Session-by-session responsive and selective neuron counts for experimental data.

Responsivity indicates a difference in firing rate distributions between baseline and a window of interest (from the first central lick to 500 ms after it for taste; from 500 ms before the first lateral lick to the first lateral lick for delay). Selectivity indicates a difference in firing rate distributions between categories within the window of interest (predominantly-sucrose vs predominantly-NaCl for taste; left vs right for delay).

Session-by-session neuron coding type counts for experimental data.

Neurons are assigned coding type labels if they exhibit the response profile pattern in any time bin (as per analysis in Figure 4C) and, thus, the labels are not mutually exclusive.

Session-by-session responsive and selective unit counts for model data.

Responsivity indicates a difference in firing rate distributions between baseline and a window of interest (from stimulus onset to 500 ms after it for taste; from 500 ms before the decision to the decision for delay).
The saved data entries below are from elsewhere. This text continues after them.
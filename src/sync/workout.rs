//! Workout pipeline: a single deadline-raced read.

use tracing::debug;

use super::view::WorkoutView;
use super::{DataSync, SyncEvent};
use crate::domain::Domain;
use crate::fetch::race_with_timeout;

impl DataSync {
  pub(crate) async fn load_workout(&self, force: bool) {
    let domain = Domain::Workout;
    let subject = self.subject();
    let key = domain.cache_key(&subject);

    if !force {
      if self.session.is_loaded(domain) {
        debug!(%domain, "already loaded this session");
        return;
      }
      if let Some(hit) = self.cache.get::<WorkoutView>(&key) {
        debug!(%domain, "serving from cache");
        let seq = self.workout.begin_run();
        if self.workout.publish(seq, hit.payload) {
          self.session.mark_loaded(domain);
          self.send(SyncEvent::Published(domain));
        }
        return;
      }
    }

    let seq = self.workout.begin_run();
    self.workout.mark_loading(seq);

    let plan = {
      let (b, s) = (self.backend.clone(), subject.clone());
      race_with_timeout("workout_today", self.deadlines.read, None, async move {
        b.workout_today(&s).await
      })
      .await
    };

    // A timed-out or failed read resolves to None, which renders exactly
    // like a rest day.
    let view = WorkoutView {
      plan: plan.into_value(),
    };

    if self.workout.publish(seq, view.clone()) {
      self.cache.set(&key, &view);
      self.session.mark_loaded(domain);
      self.send(SyncEvent::Published(domain));
    }
  }
}

#[cfg(test)]
mod tests {
  use std::sync::atomic::Ordering;
  use std::time::Duration;

  use chrono::Utc;

  use crate::api::types::WorkoutPlan;
  use crate::cache::CacheStore;
  use crate::cache::CacheStorage;
  use crate::domain::Domain;
  use crate::sync::testutil::{harness, harness_with, FakeBackend};
  use crate::sync::view::WorkoutView;
  use crate::sync::{DataSync, Deadlines, LoadPhase};
  use std::sync::Arc;
  use tokio::sync::mpsc;

  fn push_day() -> WorkoutPlan {
    WorkoutPlan {
      plan: "Push Day".to_string(),
      focus: Some("chest".to_string()),
      exercises: vec!["bench press".to_string()],
    }
  }

  #[tokio::test]
  async fn test_load_publishes_plan_and_caches_it() {
    let h = harness();
    h.backend
      .workouts
      .lock()
      .unwrap()
      .insert("u1".to_string(), push_day());

    let before = Utc::now();
    h.sync.load(Domain::Workout, false).await;

    let view = h.sync.workout().view().unwrap();
    assert_eq!(view.plan.as_ref().unwrap().plan, "Push Day");
    assert_eq!(h.sync.workout().phase(), LoadPhase::Ready);

    let key = Domain::Workout.cache_key(&h.sync.subject());
    let hit = h.sync.cache.get::<WorkoutView>(&key).unwrap();
    assert!(hit.stored_at >= before && hit.stored_at <= Utc::now());
  }

  #[tokio::test]
  async fn test_restart_within_ttl_hits_cache_past_ttl_refetches() {
    let backend = Arc::new(FakeBackend::new());
    backend
      .workouts
      .lock()
      .unwrap()
      .insert("u1".to_string(), push_day());
    let storage = Arc::new(crate::cache::MemoryStorage::new());

    // Short TTL so the test can outwait it.
    let make_sync = |events| {
      let cache = CacheStore::new(storage.clone() as Arc<dyn CacheStorage>)
        .with_ttl(chrono::Duration::milliseconds(200));
      DataSync::new(backend.clone(), cache, events).with_deadlines(Deadlines {
        read: Duration::from_millis(100),
        multi: Duration::from_millis(150),
        insight: Duration::from_millis(400),
      })
    };

    let (tx, _rx) = mpsc::unbounded_channel();
    let sync = make_sync(tx);
    sync.set_subject(crate::domain::SubjectId::new("u1"));
    sync.load(Domain::Workout, false).await;
    assert_eq!(backend.count("workout_today"), 1);
    // Let the background persist land before "restarting".
    tokio::time::sleep(Duration::from_millis(50)).await;

    // Fresh process, entry still fresh: served from the durable cache.
    let (tx, _rx) = mpsc::unbounded_channel();
    let sync2 = make_sync(tx);
    sync2.set_subject(crate::domain::SubjectId::new("u1"));
    sync2.load(Domain::Workout, false).await;
    assert_eq!(backend.count("workout_today"), 1);
    assert_eq!(
      sync2.workout().view().unwrap().plan.unwrap().plan,
      "Push Day"
    );

    // Past the TTL the entry is a miss and the call is re-issued.
    tokio::time::sleep(Duration::from_millis(250)).await;
    let (tx, _rx) = mpsc::unbounded_channel();
    let sync3 = make_sync(tx);
    sync3.set_subject(crate::domain::SubjectId::new("u1"));
    sync3.load(Domain::Workout, false).await;
    assert_eq!(backend.count("workout_today"), 2);
  }

  #[tokio::test]
  async fn test_failed_read_is_indistinguishable_from_rest_day() {
    let h = harness();
    h.backend.fail_workout.store(true, Ordering::SeqCst);

    h.sync.load(Domain::Workout, false).await;

    let view = h.sync.workout().view().unwrap();
    assert!(view.plan.is_none());
    assert!(!view.has_workout());
    // No user-visible error: failure renders as the empty state.
    assert!(h.sync.workout().error().is_none());
    assert_eq!(h.sync.workout().phase(), LoadPhase::Ready);
  }

  #[tokio::test]
  async fn test_cached_rest_day_still_counts_as_loaded() {
    let h = harness();

    h.sync.load(Domain::Workout, false).await;
    assert_eq!(h.backend.count("workout_today"), 1);

    // Second visit in the same session: no cache read, no network.
    h.sync.load(Domain::Workout, false).await;
    assert_eq!(h.backend.count("workout_today"), 1);
    assert!(h.sync.workout().view().unwrap().plan.is_none());
  }

  #[tokio::test]
  async fn test_restart_hits_cache_via_storage() {
    let h = harness();
    h.backend
      .workouts
      .lock()
      .unwrap()
      .insert("u1".to_string(), push_day());

    h.sync.load(Domain::Workout, false).await;
    tokio::time::sleep(Duration::from_millis(50)).await;

    let h2 = harness_with(h.backend.clone(), h.storage.clone());
    h2.sync.load(Domain::Workout, false).await;
    assert_eq!(h2.backend.count("workout_today"), 1);
  }
}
Selectivity indicates a difference in firing rate distributions between categories within the window of interest (predominantly-sucrose vs predominantly-NaCl for taste; left vs right for delay).

Session-by-session unit coding type counts for model data.

Units are assigned coding type labels if they exhibit the response profile pattern in any time bin (as per analysis in Figure 6C) and, thus, the labels are not mutually exclusive. Con.: constrained units; Unc.: unconstrained units.

Neuropixels probe trajectory reconstruction.

A: 3D reconstruction of the 23 probe trajectories from the experimental dataset. B: 2D reconstruction of the same 23 probe trajectories, overlaid on the Allen Brain Atlas at varying anteroposterior (AP) distances (relative to Bregma in mm) around GC. At these coordinates, both GU (gustatory areas) and AI (anterior insular areas) account for GC. Reconstructions performed with open-source Allen CCF Tools (Shamash et al., 2018; github.com/cortex-lab/allenCCF).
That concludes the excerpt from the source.